O que vem depois da previdência?
Em outubro, o plenário do Senado aprovou a reforma da previdência, que deve ser promulgada pelo Congresso em novembro. O desfecho era esperado e libera as energias do Ministério da Economia, de Paulo Guedes, para dar continuidade ao seu projeto de liberalização da economia brasileira e redução do papel do Estado. Dentre as novas mudanças constitucionais previstas, destacam-se a PEC da emergência fiscal, em que estão previstos novos instrumentos de contenção dos gastos em caso de necessidade; a PEC da reforma administrativa, que prevê reestruturação e redução das carreiras do serviço público; e a PEC Mais Brasil, que desobriga e desvincula parte do orçamento público, aumentando, portanto, as despesas discricionárias e reduzindo as obrigatórias. Não tão claro está o caminho a ser perseguido por Guedes na questão tributária: duas propostas tramitam no Congresso enquanto se espera um projeto do Executivo. A falta de clareza na questão tributária sinaliza, assim como foi na reforma da previdência, que o ajuste fiscal do governo continua voltado mais ao gasto público do que à receita.
Quando virá a retomada?
O Banco Central brasileiro baixou novamente a taxa de juros do governo. A taxa Selic está agora em 5% ao ano, novo patamar mínimo histórico. Com a previsão de inflação abaixo da meta estabelecida pelo Comitê de Política Monetária (Copom), a expectativa do governo é que se constitua, no Brasil, um mercado de capitais que torne a economia menos dependente do financiamento público e seja capaz de propiciar crescimento mais sustentado e menos suscetível a surtos inflacionários. Preocupa, entretanto, a espera mais longa que o previsto para a retomada da atividade. Espera-se que medidas de curto prazo, como a aprovação de uma 13ª parcela do Bolsa Família e a liberação do FGTS de contas ativas e inativas, aqueça o consumo neste fim de ano. A maior esperança, contudo, está na retomada do setor petrolífero. O Senado acaba de aprovar novas regras para os leilões no regime de partilha, diminuindo as atribuições da Petrobras na área do pré-sal e abrindo mais espaço para o investimento estrangeiro. Além da economia do petróleo, espera-se que a agenda de privatizações e de mudanças de marcos legais - em particular na área de saneamento básico, telecomunicações e infraestrutura - também atraiam considerável investimento de outros países.
Desemprego e desigualdade
A ansiedade por boas notícias econômicas se faz explicar. O governo do presidente Jair Bolsonaro vai chegando ao fim de seu primeiro ano de mandato em um contexto social consideravelmente difícil. A taxa de desemprego segue alta, próxima aos 12%, e não há, por ora, expectativa segura de que as reformas do ministro Guedes consigam reverter facilmente esse cenário. Pelo contrário, o que se observa até o momento é o aumento da desigualdade no país. O Instituto Brasileiro de Geografia e Estatística (IBGE) divulgou, em outubro, estudo indicando que nunca foi tão grande a diferença entre brasileiros ricos e pobres: de acordo com o Instituto, a parcela mais rica da sociedade, de 1% da população, ganha 33,5 vezes mais que os 50% mais pobres. Não se deve descartar o risco de nova onda de agitação social no país, temor justificado pelos desafios enfrentados por governos de orientação econômica liberal na América do Sul: vale citar desde os violentos protestos ocorridos no Equador e Chile, até a vitória Kirchnerista na Argentina.

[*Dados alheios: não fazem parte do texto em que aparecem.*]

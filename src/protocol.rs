//! Purpose: Transport-agnostic notebook-protocol core for the kernel.
//! Key exports: `KernelDispatcher`, `KernelHandler`, `Envelope`, `Header`, `KernelRequest`.
//! Role: Shared protocol adapter between a transport and the kernel handler.
//! Invariants: Request routing by `msg_type` is deterministic; unknown kinds get no reply.
//! Invariants: Every routed request is bracketed by `busy`/`idle` status messages.
//! Invariants: Malformed request content maps to an error reply, never a panic.
//! Invariants: Only fatal (`Contract`) or transport errors escape `dispatch` as `Err`.
use getrandom::fill as fill_random;
use serde::{Deserialize, Serialize};
use serde_json::{Map, Value, json};

use crate::core::channel::{ExecutionState, OutputMessage, Publisher};
use crate::core::completeness::CompletenessVerdict;
use crate::core::error::{Error, ErrorKind};
use crate::core::execute::{ExecutionReply, ExecutionRequest, ExecutionStatus};
use crate::core::inspect::InspectResult;

pub const PROTOCOL_VERSION: &str = "5.3";
const INVALID_REQUEST_ENAME: &str = "InvalidRequest";
const REQUEST_SUFFIX: &str = "_request";
const REPLY_SUFFIX: &str = "_reply";

#[derive(Clone, Debug, Default, PartialEq, Eq, Serialize, Deserialize)]
pub struct Header {
    #[serde(default)]
    pub msg_id: String,
    pub msg_type: String,
    #[serde(default)]
    pub session: String,
    #[serde(default)]
    pub username: String,
    #[serde(default)]
    pub date: String,
    #[serde(default)]
    pub version: String,
}

#[derive(Clone, Debug, PartialEq, Serialize, Deserialize)]
pub struct Envelope {
    pub header: Header,
    #[serde(default = "empty_object")]
    pub parent_header: Value,
    #[serde(default)]
    pub metadata: Map<String, Value>,
    #[serde(default = "empty_object")]
    pub content: Value,
}

impl Envelope {
    /// Build a message whose parent is `parent` (or no parent for unsolicited output).
    pub fn new(msg_type: &str, parent: Option<&Header>, content: Value) -> Result<Self, Error> {
        let header = Header {
            msg_id: new_msg_id()?,
            msg_type: msg_type.to_string(),
            session: parent.map(|p| p.session.clone()).unwrap_or_default(),
            username: parent.map(|p| p.username.clone()).unwrap_or_default(),
            date: now_rfc3339()?,
            version: PROTOCOL_VERSION.to_string(),
        };
        let parent_header = match parent {
            Some(parent) => serde_json::to_value(parent).map_err(|err| {
                Error::new(ErrorKind::Internal)
                    .with_message("failed to encode parent header")
                    .with_source(err)
            })?,
            None => empty_object(),
        };
        Ok(Self {
            header,
            parent_header,
            metadata: Map::new(),
            content,
        })
    }

    pub fn msg_type(&self) -> &str {
        &self.header.msg_type
    }
}

fn empty_object() -> Value {
    Value::Object(Map::new())
}

pub fn parse_envelope_line(line: &str) -> Result<Envelope, ProtocolError> {
    let value = serde_json::from_str::<Value>(line)
        .map_err(|_| ProtocolError::new("invalid JSON"))?;
    serde_json::from_value(value)
        .map_err(|err| ProtocolError::new(format!("invalid message envelope: {err}")))
}

/// A request the kernel could not interpret; answered with an error reply.
#[derive(Clone, Debug, PartialEq, Eq)]
pub struct ProtocolError {
    pub message: String,
}

impl ProtocolError {
    pub fn new(message: impl Into<String>) -> Self {
        Self {
            message: message.into(),
        }
    }

    pub fn reply_content(&self) -> Value {
        json!({
            "status": "error",
            "ename": INVALID_REQUEST_ENAME,
            "evalue": self.message,
            "traceback": [],
        })
    }
}

#[derive(Clone, Debug, PartialEq, Eq)]
pub enum KernelRequest {
    Execute(ExecutionRequest),
    IsComplete { code: String },
    Inspect { code: String, detail_level: u8 },
    KernelInfo,
    Shutdown { restart: bool },
}

/// Parse request content for `msg_type`. `Ok(None)` means the kind is not handled.
pub fn parse_request(
    msg_type: &str,
    content: &Value,
) -> Result<Option<KernelRequest>, ProtocolError> {
    let request = match msg_type {
        "execute_request" => {
            let params = require_object(content, msg_type)?;
            KernelRequest::Execute(ExecutionRequest {
                code: require_str(params, "code", msg_type)?,
                silent: optional_bool(params, "silent", msg_type)?,
            })
        }
        "is_complete_request" => {
            let params = require_object(content, msg_type)?;
            KernelRequest::IsComplete {
                code: require_str(params, "code", msg_type)?,
            }
        }
        "inspect_request" => {
            let params = require_object(content, msg_type)?;
            let detail_level = match params.get("detail_level") {
                None | Some(Value::Null) => 0,
                Some(value) => value
                    .as_u64()
                    .and_then(|level| u8::try_from(level).ok())
                    .ok_or_else(|| {
                        ProtocolError::new(format!(
                            "{msg_type} `detail_level` must be a small non-negative integer"
                        ))
                    })?,
            };
            KernelRequest::Inspect {
                code: require_str(params, "code", msg_type)?,
                detail_level,
            }
        }
        "kernel_info_request" => KernelRequest::KernelInfo,
        "shutdown_request" => {
            let params = require_object(content, msg_type)?;
            KernelRequest::Shutdown {
                restart: optional_bool(params, "restart", msg_type)?,
            }
        }
        _ => return Ok(None),
    };
    Ok(Some(request))
}

fn require_object<'a>(
    content: &'a Value,
    msg_type: &str,
) -> Result<&'a Map<String, Value>, ProtocolError> {
    content
        .as_object()
        .ok_or_else(|| ProtocolError::new(format!("{msg_type} requires object content")))
}

fn require_str(
    params: &Map<String, Value>,
    field: &str,
    msg_type: &str,
) -> Result<String, ProtocolError> {
    params
        .get(field)
        .and_then(Value::as_str)
        .map(str::to_string)
        .ok_or_else(|| ProtocolError::new(format!("{msg_type} requires string field `{field}`")))
}

fn optional_bool(
    params: &Map<String, Value>,
    field: &str,
    msg_type: &str,
) -> Result<bool, ProtocolError> {
    match params.get(field) {
        None | Some(Value::Null) => Ok(false),
        Some(Value::Bool(flag)) => Ok(*flag),
        Some(_) => Err(ProtocolError::new(format!(
            "{msg_type} `{field}` must be a boolean"
        ))),
    }
}

#[derive(Clone, Debug, PartialEq, Eq, Serialize)]
pub struct LanguageInfo {
    pub name: String,
    pub mimetype: String,
}

#[derive(Clone, Debug, PartialEq, Eq, Serialize)]
pub struct KernelInfo {
    pub protocol_version: String,
    pub implementation: String,
    pub implementation_version: String,
    pub language_info: LanguageInfo,
    pub banner: String,
}

impl Default for KernelInfo {
    fn default() -> Self {
        Self {
            protocol_version: PROTOCOL_VERSION.to_string(),
            implementation: "imathics".to_string(),
            implementation_version: env!("CARGO_PKG_VERSION").to_string(),
            language_info: LanguageInfo {
                name: "Mathematica".to_string(),
                mimetype: "text/x-mathematica".to_string(),
            },
            banner: "Mathics kernel".to_string(),
        }
    }
}

pub trait KernelHandler {
    fn kernel_info(&self) -> KernelInfo;
    fn execute(
        &mut self,
        request: ExecutionRequest,
        publisher: &mut dyn Publisher,
    ) -> Result<ExecutionReply, Error>;
    fn is_complete(&self, code: &str) -> CompletenessVerdict;
    fn inspect(&self, name: &str, detail_level: u8) -> InspectResult;
}

#[derive(Clone, Debug, PartialEq)]
pub enum DispatchOutcome {
    Reply { msg_type: String, content: Value },
    /// Reply, then stop serving.
    Shutdown { msg_type: String, content: Value },
    NoReply,
}

pub struct KernelDispatcher<H> {
    handler: H,
}

impl<H: KernelHandler> KernelDispatcher<H> {
    pub fn new(handler: H) -> Self {
        Self { handler }
    }

    pub fn handler(&self) -> &H {
        &self.handler
    }

    pub fn handler_mut(&mut self) -> &mut H {
        &mut self.handler
    }

    pub fn dispatch(
        &mut self,
        request: &Envelope,
        publisher: &mut dyn Publisher,
    ) -> Result<DispatchOutcome, Error> {
        let msg_type = request.msg_type();
        let parsed = match parse_request(msg_type, &request.content) {
            Ok(Some(kernel_request)) => Ok(kernel_request),
            Ok(None) => {
                tracing::warn!(msg_type, "ignoring unsupported request kind");
                return Ok(DispatchOutcome::NoReply);
            }
            Err(error) => Err(error),
        };
        let reply_type = reply_type_for(msg_type);
        let shutdown = matches!(parsed, Ok(KernelRequest::Shutdown { .. }));

        publisher.publish(OutputMessage::Status {
            execution_state: ExecutionState::Busy,
        })?;
        let content = match parsed {
            Ok(kernel_request) => self.route(kernel_request, publisher)?,
            Err(error) => {
                tracing::warn!(msg_type, error = %error.message, "rejecting malformed request");
                error.reply_content()
            }
        };
        publisher.publish(OutputMessage::Status {
            execution_state: ExecutionState::Idle,
        })?;

        if shutdown {
            tracing::info!("shutdown requested");
            Ok(DispatchOutcome::Shutdown {
                msg_type: reply_type,
                content,
            })
        } else {
            Ok(DispatchOutcome::Reply {
                msg_type: reply_type,
                content,
            })
        }
    }

    fn route(
        &mut self,
        request: KernelRequest,
        publisher: &mut dyn Publisher,
    ) -> Result<Value, Error> {
        match request {
            KernelRequest::Execute(execute) => {
                let reply = self.handler.execute(execute, publisher)?;
                Ok(execute_reply_content(&reply))
            }
            KernelRequest::IsComplete { code } => to_value(self.handler.is_complete(&code)),
            KernelRequest::Inspect { code, detail_level } => {
                let result = self.handler.inspect(&code, detail_level);
                Ok(json!({
                    "status": "ok",
                    "found": result.found,
                    "data": result.data.to_json(),
                    "metadata": {},
                }))
            }
            KernelRequest::KernelInfo => {
                let mut content = to_value(self.handler.kernel_info())?;
                if let Value::Object(map) = &mut content {
                    map.insert("status".to_string(), json!("ok"));
                }
                Ok(content)
            }
            KernelRequest::Shutdown { restart } => {
                Ok(json!({ "status": "ok", "restart": restart }))
            }
        }
    }
}

pub fn execute_reply_content(reply: &ExecutionReply) -> Value {
    let mut content = Map::new();
    let status = match reply.status {
        ExecutionStatus::Ok => "ok",
        ExecutionStatus::Error => "error",
    };
    content.insert("status".to_string(), json!(status));
    content.insert("execution_count".to_string(), json!(reply.execution_count));
    content.insert("payload".to_string(), json!([]));
    content.insert("user_expressions".to_string(), json!({}));
    if let Some(error) = &reply.error {
        content.insert("ename".to_string(), json!(error.name));
        content.insert("evalue".to_string(), json!(error.value));
        content.insert("traceback".to_string(), json!(error.traceback));
    }
    Value::Object(content)
}

fn reply_type_for(msg_type: &str) -> String {
    match msg_type.strip_suffix(REQUEST_SUFFIX) {
        Some(stem) => format!("{stem}{REPLY_SUFFIX}"),
        None => format!("{msg_type}{REPLY_SUFFIX}"),
    }
}

fn to_value<T: Serialize>(value: T) -> Result<Value, Error> {
    serde_json::to_value(value).map_err(|err| {
        Error::new(ErrorKind::Internal)
            .with_message("failed to encode reply")
            .with_source(err)
    })
}

fn new_msg_id() -> Result<String, Error> {
    let mut bytes = [0u8; 16];
    fill_random(&mut bytes).map_err(|err| {
        Error::new(ErrorKind::Internal).with_message(format!("failed to generate message id: {err}"))
    })?;
    let mut out = String::with_capacity(bytes.len() * 2);
    for byte in bytes {
        out.push_str(&format!("{byte:02x}"));
    }
    Ok(out)
}

fn now_rfc3339() -> Result<String, Error> {
    use time::format_description::well_known::Rfc3339;
    time::OffsetDateTime::now_utc().format(&Rfc3339).map_err(|err| {
        Error::new(ErrorKind::Internal)
            .with_message("failed to format timestamp")
            .with_source(err)
    })
}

Qual coalizão governa o país?
A aprovação da reforma da previdência e a boa perspectiva de que outras mudanças constitucionais também sejam bem recebidas pelo Congresso não deve criar a ilusão de que o governo tem a seu favor ampla coalizão política. Isso revela, antes, a tendência em favor do liberalismo econômico da maior parte da atual legislatura, sob liderança dos presidentes da Câmara e do Senado, respectivamente Rodrigo Maia (DEM) e Davi Alcolumbre (DEM), que também estão à frente da maioria de centro-direita do Congresso. A mesma coalizão que apoiou a reforma da previdência de Guedes mostra-se cautelosa com a agenda de privatizações, resistente às propostas do governo na dimensão dos costumes e fez a presidência recuar da indicação de Eduardo Bolsonaro à embaixada brasileira em Washington.
Implosão do PSL
A família Bolsonaro encontra-se em conflito aberto contra a direção de seu partido, o PSL, em razão da disputa sobre o acesso ao fundo partidário e ao fundo eleitoral da legenda, este segundo previsto para 2022. Como resultado, houve troca na liderança do partido na Câmara, com a saída do delegado Waldir (PSL) em benefício do filho do presidente, Eduardo Bolsonaro (PSL), e na liderança do governo no Congresso, com a troca de Joice Hasselmann (PSL), outra ex-apoiadora de Bolsonaro e atual dissidente, pelo senador Eduardo Gomes (PMDB). O presidente Jair Bolsonaro tem dado indicações de que pretende constituir novo partido, o qual, entretanto, não teria o mesmo peso do PSL, atualmente segunda maior bancada do Congresso. O conflito surge em momento que se estabelece a CPI das Fake News, comissão parlamentar de inquérito feita para investigar a disseminação de notícias falsas e assédio virtual durante as eleições. O governo que apostou em governar o Brasil sem formar uma coalizão parlamentar majoritária, agora apresenta dificuldades para manter o apoio do próprio partido, precisamente em momento de delicado contexto político e social.
Os militares e Bolsonaro: risco de retrocesso autoritário?
Em recente entrevista, o deputado Eduardo Bolsonaro (PSL), filho do presidente Jair Bolsonaro, sugeriu que o governo deveria se inspirar no Ato Institucional nº 5, o mais autoritário ato da ditadura militar brasileira, em caso de radicalização da esquerda, nas palavras do deputado. A reação das lideranças do Congresso foi relativamente forte, mas não tão significativa quanto a declaração do general Augusto Heleno, chefe do gabinete presidencial, que pareceu corroborar a afirmação do filho do presidente ao dizer que, no caso de novo AI 5, o governo teria de “estudar como fazer”. As declarações de Eduardo Bolsonaro e Augusto Heleno vêm à tona às vésperas do julgamento em que o Supremo Tribunal Federal pode declarar inconstitucional a prisão em segunda instância, decisão que colocaria em liberdade mais importante líder da esquerda brasileira, Lula (PT) . Em situação análoga em 2018, o então Comandante do Exército, general Eduardo Villas Bôas, manifestou a contrariedade das Forças Armadas - ou ao menos do grupo que representa - ao citar o risco de ‘convulsão social’ às vésperas do julgamento de habeas corpus pedido por Lula.